2011年、奈良県北西部にある生駒市に引っ越してきた吉田田タカシさん(通称ダダさん)は、子どもたちが“つくるを通して生きるを学ぶ”教室「アトリエ e.f.t.」を運営しています。

もともと大阪でアトリエを開いていた吉田田さんが生駒というまちを選んだ理由。それは、「通勤が便利」だったから。当時は、それ以上でも以下でもなく、愛着もなければ、汚れた川も増える空き家も、どうでもよかったそう。

でも、まちへの気持ちは徐々に変わっていきました。

自分の目標を話すと「じゃあ、この人と会えばいいよ」と紹介してくれる人がいました。「会社をつくるなら、いつでもうちの書類一式渡すよ」と言ってくれる人にも出会いました。

駅を歩いていると、「ダダさーん」と手を振ってくれる人がいました。気が付くと、吉田田さんは「アトリエe.f.t.」の生駒校をつくり、「生駒がもっとよくなるには何ができるんだろう」と考えるようになっていました。

生駒では、個人の意志や活動が少しずつつながり、作用し合って、別の誰かが新しい一歩を踏み出すサイクルが動き出しています。

「これはひとつのムーブメントになる」

そんな予感のする雰囲気が、生駒にはあります。

今回は、生駒のまちづくりに学識者の立場で携わる近畿大学教授・久隆浩さん、プロモーションサイト「good cycle ikoma(グッドサイクルいこま)」を制作したデザイナーの坂本大祐さん、生駒市役所の職員である大垣弥生さんの3人の鼎談を通して、このまちで始まっている「脱ベッドタウン化」の兆しをお届けしたいと思います。

坂本大祐(さかもとだいすけ / 左)
クリエイティブディレクター・デザイナー。2006年に大阪から奈良県東吉野村に移住。国・県・村との合同事業であるコワーキング施設「オフィスキャンプ東吉野」を立案し、建築デザイン・運営を受託。施設利用者とともにデザイン事務所を設立し、全国各地の企画に携わる。生駒市のプロモーションサイト「グッドサイクルいこま」やタブロイドも制作。
大垣弥生(おおがきやよい / 中)
生駒市「いこまの魅力創造課」課長補佐。 民間企業の販売推進を10年間担当後、生まれ育った生駒市へ転職。
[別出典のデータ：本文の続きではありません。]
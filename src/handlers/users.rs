use crate::{
    AppState,
    auth::{self, LOGIN_URL},
    error::{AppError, RepoError},
    handlers::found,
    models::{
        CredentialsForm, CredentialsFormContext, CredentialsPage, FormErrors, MessagePage,
        TokenResponse,
    },
    validation,
};
use axum::{
    Form, Json,
    extract::{Query, State},
    response::{IntoResponse, Response},
};
use serde::Deserialize;

const INVALID_LOGIN: &str = "Пожалуйста, введите правильные имя пользователя и пароль. Оба поля могут быть чувствительны к регистру.";

/// NextParam
///
/// The `?next=` return pointer carried from the login redirect through the login form.
#[derive(Debug, Default, Deserialize, utoipa::IntoParams)]
pub struct NextParam {
    /// Path to continue at after a successful login.
    pub next: Option<String>,
}

impl NextParam {
    /// The return path if it stays on this site, otherwise `/`.
    ///
    /// Browsers read `\` as `/`, so `/\host` is as off-site as `//host`.
    pub fn safe_next(&self) -> String {
        match self.next.as_deref() {
            Some(next) if is_local_path(next) => next.to_string(),
            _ => "/".to_string(),
        }
    }
}

fn is_local_path(next: &str) -> bool {
    next.starts_with('/')
        && !next.starts_with("//")
        && !next.chars().any(|c| c == '\\' || c.is_control())
}

fn credentials_page(data: CredentialsForm, errors: FormErrors, next: Option<String>) -> Response {
    Json(CredentialsPage {
        form: CredentialsFormContext { data, errors },
        next,
    })
    .into_response()
}

/// login_page
///
/// [Public Route] Empty login form. Echoes `next` so the client can post it back.
#[utoipa::path(
    get,
    path = "/auth/login/",
    params(NextParam),
    responses((status = 200, description = "Login form", body = CredentialsPage))
)]
pub async fn login_page(Query(params): Query<NextParam>) -> Json<CredentialsPage> {
    Json(CredentialsPage {
        form: CredentialsFormContext::default(),
        next: params.next,
    })
}

/// login
///
/// [Public Route] Exchanges a username and password for a signed access token.
///
/// Unknown users and wrong passwords get the same form-wide error.
#[utoipa::path(
    post,
    path = "/auth/login/",
    params(NextParam),
    request_body(content = CredentialsForm, content_type = "application/x-www-form-urlencoded"),
    responses(
        (status = 200, description = "Token issued; on bad credentials the form page with a form-wide error", body = TokenResponse)
    )
)]
pub async fn login(
    State(state): State<AppState>,
    Query(params): Query<NextParam>,
    Form(form): Form<CredentialsForm>,
) -> Result<Response, AppError> {
    let user = state.repo.get_user_by_username(form.username.trim()).await;

    let verified = match &user {
        Some(user) => {
            let password = form.password.clone();
            let hash = user.password_hash.clone();
            // Argon2 verification blocks for tens of milliseconds.
            tokio::task::spawn_blocking(move || auth::verify_password(&password, &hash))
                .await
                .map_err(|e| AppError::Internal(format!("password check aborted: {e}")))?
        }
        None => false,
    };

    let Some(user) = user.filter(|_| verified) else {
        tracing::info!(username = %form.username, "login rejected");
        let mut errors = FormErrors::default();
        errors.add(FormErrors::NON_FIELD, INVALID_LOGIN);
        return Ok(credentials_page(form, errors, params.next));
    };

    let access_token = auth::issue_token(
        user.id,
        &state.config.jwt_secret,
        state.config.jwt_ttl_seconds,
    )?;
    tracing::info!(user_id = %user.id, "user logged in");

    Ok(Json(TokenResponse {
        access_token,
        token_type: "Bearer".to_string(),
        next: params.safe_next(),
    })
    .into_response())
}

/// logout
///
/// [Public Route] Tokens are stateless, so logging out is the client dropping its token.
/// Answers both GET and POST.
#[utoipa::path(
    post,
    path = "/auth/logout/",
    responses((status = 200, description = "Logged out", body = MessagePage))
)]
pub async fn logout() -> Json<MessagePage> {
    Json(MessagePage {
        message: "Вы вышли из своей учётной записи.".to_string(),
    })
}

/// signup_page
///
/// [Public Route] Empty registration form.
#[utoipa::path(
    get,
    path = "/auth/signup/",
    responses((status = 200, description = "Signup form", body = CredentialsPage))
)]
pub async fn signup_page() -> Json<CredentialsPage> {
    Json(CredentialsPage::default())
}

/// signup
///
/// [Public Route] Registers an account and sends the client on to the login page.
#[utoipa::path(
    post,
    path = "/auth/signup/",
    request_body(content = CredentialsForm, content_type = "application/x-www-form-urlencoded"),
    responses(
        (status = 302, description = "Registered; redirects to /auth/login/"),
        (status = 200, description = "Rejected; form with errors", body = CredentialsPage)
    )
)]
pub async fn signup(
    State(state): State<AppState>,
    Form(form): Form<CredentialsForm>,
) -> Result<Response, AppError> {
    if let Err(errors) = validation::validate_signup(&form) {
        return Ok(credentials_page(form, errors, None));
    }

    let password = form.password.clone();
    let password_hash = tokio::task::spawn_blocking(move || auth::hash_password(&password))
        .await
        .map_err(|e| AppError::Internal(format!("password hashing aborted: {e}")))??;

    match state
        .repo
        .create_user(form.username.trim(), &password_hash)
        .await
    {
        Ok(user) => {
            tracing::info!(user_id = %user.id, username = %user.username, "user registered");
            Ok(found(LOGIN_URL))
        }
        Err(RepoError::UsernameTaken(_)) => {
            let mut errors = FormErrors::default();
            errors.add("username", validation::username_taken());
            Ok(credentials_page(form, errors, None))
        }
        Err(e) => Err(e.into()),
    }
}
use crate::{
    error::RepoError,
    models::{Comment, News, Note, User},
};
use async_trait::async_trait;
use chrono::NaiveDate;
use std::sync::Arc;
use uuid::Uuid;

mod memory;
mod postgres;

pub use memory::InMemoryRepository;
pub use postgres::PostgresRepository;

// Reads follow one convention: a storage failure is logged and reported as "nothing
// found", so a broken read degrades to an empty page or a 404. Writes return `Result`
// because callers must tell a conflict from a success.

/// UserRepository
///
/// Accounts that own notes and comments.
#[async_trait]
pub trait UserRepository: Send + Sync {
    async fn get_user(&self, id: Uuid) -> Option<User>;
    async fn get_user_by_username(&self, username: &str) -> Option<User>;
    /// Fails with `UsernameTaken` when the name is in use.
    async fn create_user(&self, username: &str, password_hash: &str) -> Result<User, RepoError>;
}

/// NewsRepository
///
/// News items (read-only for the web layer) and their comments.
///
/// Every operation that mutates or reveals a single comment on behalf of a user takes
/// the caller's id and filters by `author_id` inside the query, so "not yours" and
/// "does not exist" look the same to the caller.
#[async_trait]
pub trait NewsRepository: Send + Sync {
    /// At most `limit` items, newest publication date first.
    async fn list_news_ordered_by_date_desc(&self, limit: i64) -> Vec<News>;
    async fn get_news(&self, id: i64) -> Option<News>;
    /// Seeding entry point; the HTTP surface never creates news.
    async fn create_news(&self, title: &str, text: &str, date: NaiveDate)
    -> Result<News, RepoError>;

    /// All comments of one news item, oldest first.
    async fn list_comments_ordered_by_timestamp_asc(&self, news_id: i64) -> Vec<Comment>;
    /// Inserts with a server-assigned creation time.
    async fn add_comment(
        &self,
        news_id: i64,
        author_id: Uuid,
        text: &str,
    ) -> Result<Comment, RepoError>;
    async fn get_comment_owned(&self, id: i64, author_id: Uuid) -> Option<Comment>;
    /// Returns `None` when no comment with this id belongs to `author_id`.
    async fn update_comment_text(
        &self,
        id: i64,
        author_id: Uuid,
        text: &str,
    ) -> Result<Option<Comment>, RepoError>;
    /// Returns the removed comment, or `None` when nothing owned by `author_id` matched.
    async fn delete_comment(&self, id: i64, author_id: Uuid) -> Result<Option<Comment>, RepoError>;
    async fn count_comments(&self) -> i64;
}

/// NoteRepository
///
/// Personal notes, keyed by a globally unique slug. Owner-scoped like comments.
#[async_trait]
pub trait NoteRepository: Send + Sync {
    async fn list_notes_by_author(&self, author_id: Uuid) -> Vec<Note>;
    /// Exact, case-sensitive match across all owners.
    async fn find_by_slug(&self, slug: &str) -> Option<Note>;
    async fn get_note_owned(&self, slug: &str, author_id: Uuid) -> Option<Note>;
    /// Fails with `SlugTaken` when another note holds `slug`, even if a prior lookup said it was free.
    async fn create_note(
        &self,
        author_id: Uuid,
        title: &str,
        text: &str,
        slug: &str,
    ) -> Result<Note, RepoError>;
    /// Returns `None` when note `id` does not belong to `author_id`.
    async fn update_note(
        &self,
        id: i64,
        author_id: Uuid,
        title: &str,
        text: &str,
        slug: &str,
    ) -> Result<Option<Note>, RepoError>;
    /// True when a note owned by `author_id` was removed.
    async fn delete_note(&self, slug: &str, author_id: Uuid) -> Result<bool, RepoError>;
    async fn count_notes(&self) -> i64;
}

/// Repository
///
/// Everything the web layer persists. Implemented automatically for any type that
/// implements the three narrow traits.
pub trait Repository: UserRepository + NewsRepository + NoteRepository {}

impl<T: UserRepository + NewsRepository + NoteRepository> Repository for T {}

/// RepositoryState
///
/// The concrete type used to share the persistence layer across the application state.
pub type RepositoryState = Arc<dyn Repository>;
市民PRチーム「いこまち宣伝部」の運営、1日で1万人を集客するアウトドアイベント「IKOMA SUN FESTA」の実施など多様な仕掛けで、都市ブランド力の向上と、まちを推奨し参画する住民の増加に取り組む。
久隆浩(ひさたかひろ / 右)
近畿大学総合社会学部教授。新しい公の創造、住民主体・人に優しいまちづくりのあり方を研究。生駒市の総合計画や都市計画の審議会委員をはじめ、豊中市都市計画審議会会長、川西市都市計画審議会会長など、多数の地域で住民主体のまちづくり活動・市民活動を支援。著書は『都市・まちづくり学入門』『21世紀の都市像』『地方分権時代のまちづくり条例』など。

グッドサイクルが積み上がる先にある未来

1960年代後半からの高度経済成長期、爆発的に増えたサラリーマン階層の受け皿として全国各地に郊外ニュータウンが整備されました。大阪に隣接する人口約12万人のまち・生駒市もそのひとつ。

県外就業率は全国2位(平成27年国勢調査)で、文字通り大阪のベッドタウン。市制施行後の48年で人口は約3倍に増えました。しかし、都心回帰が進む今、働く場や遊び場など昼間の居場所が少ないベッドタウンは、積極的に「暮らしたい」と選ばれるまちではなくなってきています。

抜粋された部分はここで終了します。